[Dataset entries]
* * *

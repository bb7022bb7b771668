//! Raw CSV row type and the coercion step into validated records.
//!
//! This module defines [`RawRow`], the strict intermediate representation of one
//! CSV row before validation. Keeping the raw shape separate from
//! [`ApplicationRecord`] makes the soft-failure behavior (silent numeric
//! coercion, silent nameless-row rejection) an explicit, testable
//! transformation instead of implicit behavior buried in a mapping closure.
//!
//! # Coercion rules
//!
//! - Numeric fields (price, rating): attempt a parse; on failure substitute 0.
//!   The result is never `NaN` and parsing never aborts the load.
//! - String fields: trimmed; absent or empty optional fields become `None`.
//! - Rating is clamped to `[0, 100]`; price is clamped to be non-negative.
//! - A row without a name is rejected (the loader drops it silently).

use crate::domain::ApplicationRecord;
use crate::loader::enrich;
use serde::Deserialize;

/// One unvalidated CSV row, exactly as parsed.
///
/// Every field is optional: the CSV source may omit columns entirely, carry
/// empty cells, or hold unparsable numerics. Extra columns in the source are
/// ignored by the deserializer. The [`into_record`](Self::into_record) step
/// decides what survives.
#[derive(Debug, Clone, Default, Deserialize)]
pub struct RawRow {
    /// Display name; rows without one are rejected.
    #[serde(default)]
    pub name: Option<String>,

    /// Free-text functional description.
    #[serde(default)]
    pub description: Option<String>,

    /// Store page URL.
    #[serde(default)]
    pub store_link: Option<String>,

    /// Vendor site URL.
    #[serde(default)]
    pub vendor_site: Option<String>,

    /// Subscription price; may arrive as an unparsable string.
    #[serde(default, alias = "price")]
    pub subscription_price: Option<String>,

    /// Rating on a 0-100 scale; may arrive as an unparsable string.
    #[serde(default)]
    pub rating: Option<String>,

    /// Comma-separated platform tags, e.g. `"Mac, iOS"`.
    #[serde(default, alias = "platforms")]
    pub platform: Option<String>,

    /// Vendor name.
    #[serde(default)]
    pub developer: Option<String>,

    /// Explicit category label; inferred from the description when absent.
    #[serde(default)]
    pub category: Option<String>,

    /// Last-updated date string.
    #[serde(default)]
    pub last_updated: Option<String>,

    /// Download size string.
    #[serde(default)]
    pub size: Option<String>,

    /// Explicit system requirements; derived from platform tags when absent.
    #[serde(default)]
    pub system_requirements: Option<String>,
}

impl RawRow {
    /// Validates and coerces this row into an [`ApplicationRecord`].
    ///
    /// Returns `None` when the row has no usable name; such rows are excluded
    /// from the load output without being counted or reported.
    ///
    /// All other defects are repaired in place: unparsable numerics coerce to
    /// 0 (logged at debug), the rating is clamped to `[0, 100]`, and missing
    /// enrichment fields are synthesized from the description and platform
    /// tags.
    #[must_use]
    pub fn into_record(self) -> Option<ApplicationRecord> {
        let name = clean(self.name)?;

        let description = clean(self.description).unwrap_or_default();
        let platforms = clean(self.platform).unwrap_or_default();

        let price = coerce_number(self.subscription_price.as_deref(), &name, "price").max(0.0);
        let rating = coerce_number(self.rating.as_deref(), &name, "rating").clamp(0.0, 100.0);

        let category = clean(self.category)
            .or_else(|| Some(enrich::categorize(&description).to_string()));
        let system_requirements = clean(self.system_requirements)
            .or_else(|| enrich::system_requirements(&platforms));
        let platform_support = enrich::platform_support(&platforms);

        Some(ApplicationRecord {
            name,
            description,
            store_link: clean(self.store_link),
            vendor_site: clean(self.vendor_site),
            price,
            rating,
            platforms,
            developer: clean(self.developer),
            category,
            last_updated: clean(self.last_updated),
            size: clean(self.size),
            system_requirements,
            platform_support,
        })
    }
}

/// Trims an optional string, mapping absent or empty values to `None`.
fn clean(value: Option<String>) -> Option<String> {
    let trimmed = value?.trim().to_string();
    if trimmed.is_empty() {
        None
    } else {
        Some(trimmed)
    }
}

/// Parses a numeric field, substituting 0 on any failure.
///
/// The substitution is a soft condition: it is logged at debug level and never
/// escalated. The returned value is always finite.
fn coerce_number(value: Option<&str>, record_name: &str, field: &str) -> f64 {
    let Some(raw) = value else {
        return 0.0;
    };

    match raw.trim().parse::<f64>() {
        Ok(parsed) if parsed.is_finite() => parsed,
        _ => {
            if !raw.trim().is_empty() {
                tracing::debug!(
                    record = %record_name,
                    field = field,
                    raw = %raw,
                    "unparsable numeric field coerced to 0"
                );
            }
            0.0
        }
    }
}

#[cfg(test)]
mod tests {
    use super::*;

    fn row_with_name(name: &str) -> RawRow {
        RawRow {
            name: Some(name.to_string()),
            ..RawRow::default()
        }
    }

    #[test]
    fn nameless_row_is_rejected() {
        assert!(RawRow::default().into_record().is_none());

        let mut row = RawRow::default();
        row.name = Some("   ".to_string());
        assert!(row.into_record().is_none());
    }

    #[test]
    fn unparsable_price_coerces_to_zero() {
        let mut row = row_with_name("B");
        row.subscription_price = Some("bad".to_string());
        let record = row.into_record().unwrap();
        assert_eq!(record.price, 0.0);
        assert!(record.price.is_finite());
    }

    #[test]
    fn rating_is_clamped_to_scale() {
        let mut row = row_with_name("A");
        row.rating = Some("150".to_string());
        assert_eq!(row.into_record().unwrap().rating, 100.0);

        let mut row = row_with_name("A");
        row.rating = Some("-5".to_string());
        assert_eq!(row.into_record().unwrap().rating, 0.0);
    }

    #[test]
    fn negative_price_is_clamped_to_zero() {
        let mut row = row_with_name("A");
        row.subscription_price = Some("-9.99".to_string());
        assert_eq!(row.into_record().unwrap().price, 0.0);
    }

    #[test]
    fn optional_strings_trim_to_none() {
        let mut row = row_with_name("A");
        row.store_link = Some("  ".to_string());
        row.vendor_site = Some(" https://example.com ".to_string());
        let record = row.into_record().unwrap();
        assert!(record.store_link.is_none());
        assert_eq!(record.vendor_site.as_deref(), Some("https://example.com"));
    }

    #[test]
    fn category_falls_back_to_inference() {
        let mut row = row_with_name("Cleaner");
        row.description = Some("Clean and optimize your disk".to_string());
        let record = row.into_record().unwrap();
        assert_eq!(record.category.as_deref(), Some("System Tools"));

        let mut row = row_with_name("Cleaner");
        row.category = Some("Utilities".to_string());
        let record = row.into_record().unwrap();
        assert_eq!(record.category.as_deref(), Some("Utilities"));
    }
}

* * *

When the line containing "Last-updated date string." is reached, include it and stop. Until then, output each line of the entries exactly as given, starting from the first.

repository bb7022bb7b771668
//! Raw CSV row type and the coercion step into validated records.
//!
//! This module defines [`RawRow`], the strict intermediate representation of one
//! CSV row before validation. Keeping the raw shape separate from
//! [`ApplicationRecord`] makes the soft-failure behavior (silent numeric
//! coercion, silent nameless-row rejection) an explicit, testable
//! transformation instead of implicit behavior buried in a mapping closure.
//!
//! # Coercion rules
//!
//! - Numeric fields (price, rating): attempt a parse; on failure substitute 0.
//!   The result is never `NaN` and parsing never aborts the load.
//! - String fields: trimmed; absent or empty optional fields become `None`.
//! - Rating is clamped to `[0, 100]`; price is clamped to be non-negative.
//! - A row without a name is rejected (the loader drops it silently).

use crate::domain::ApplicationRecord;
use crate::loader::enrich;
use serde::Deserialize;

/// One unvalidated CSV row, exactly as parsed.
///
/// Every field is optional: the CSV source may omit columns entirely, carry
/// empty cells, or hold unparsable numerics. Extra columns in the source are
/// ignored by the deserializer. The [`into_record`](Self::into_record) step
/// decides what survives.
#[derive(Debug, Clone, Default, Deserialize)]
pub struct RawRow {
    /// Display name; rows without one are rejected.
    #[serde(default)]
    pub name: Option<String>,

    /// Free-text functional description.
    #[serde(default)]
    pub description: Option<String>,

    /// Store page URL.
    #[serde(default)]
    pub store_link: Option<String>,

    /// Vendor site URL.
    #[serde(default)]
    pub vendor_site: Option<String>,

    /// Subscription price; may arrive as an unparsable string.
    #[serde(default, alias = "price")]
    pub subscription_price: Option<String>,

    /// Rating on a 0-100 scale; may arrive as an unparsable string.
    #[serde(default)]
    pub rating: Option<String>,

    /// Comma-separated platform tags, e.g. `"Mac, iOS"`.
    #[serde(default, alias = "platforms")]
    pub platform: Option<String>,

    /// Vendor name.
    #[serde(default)]
    pub developer: Option<String>,

    /// Explicit category label; inferred from the description when absent.
    #[serde(default)]
    pub category: Option<String>,

    /// Last-updated date string.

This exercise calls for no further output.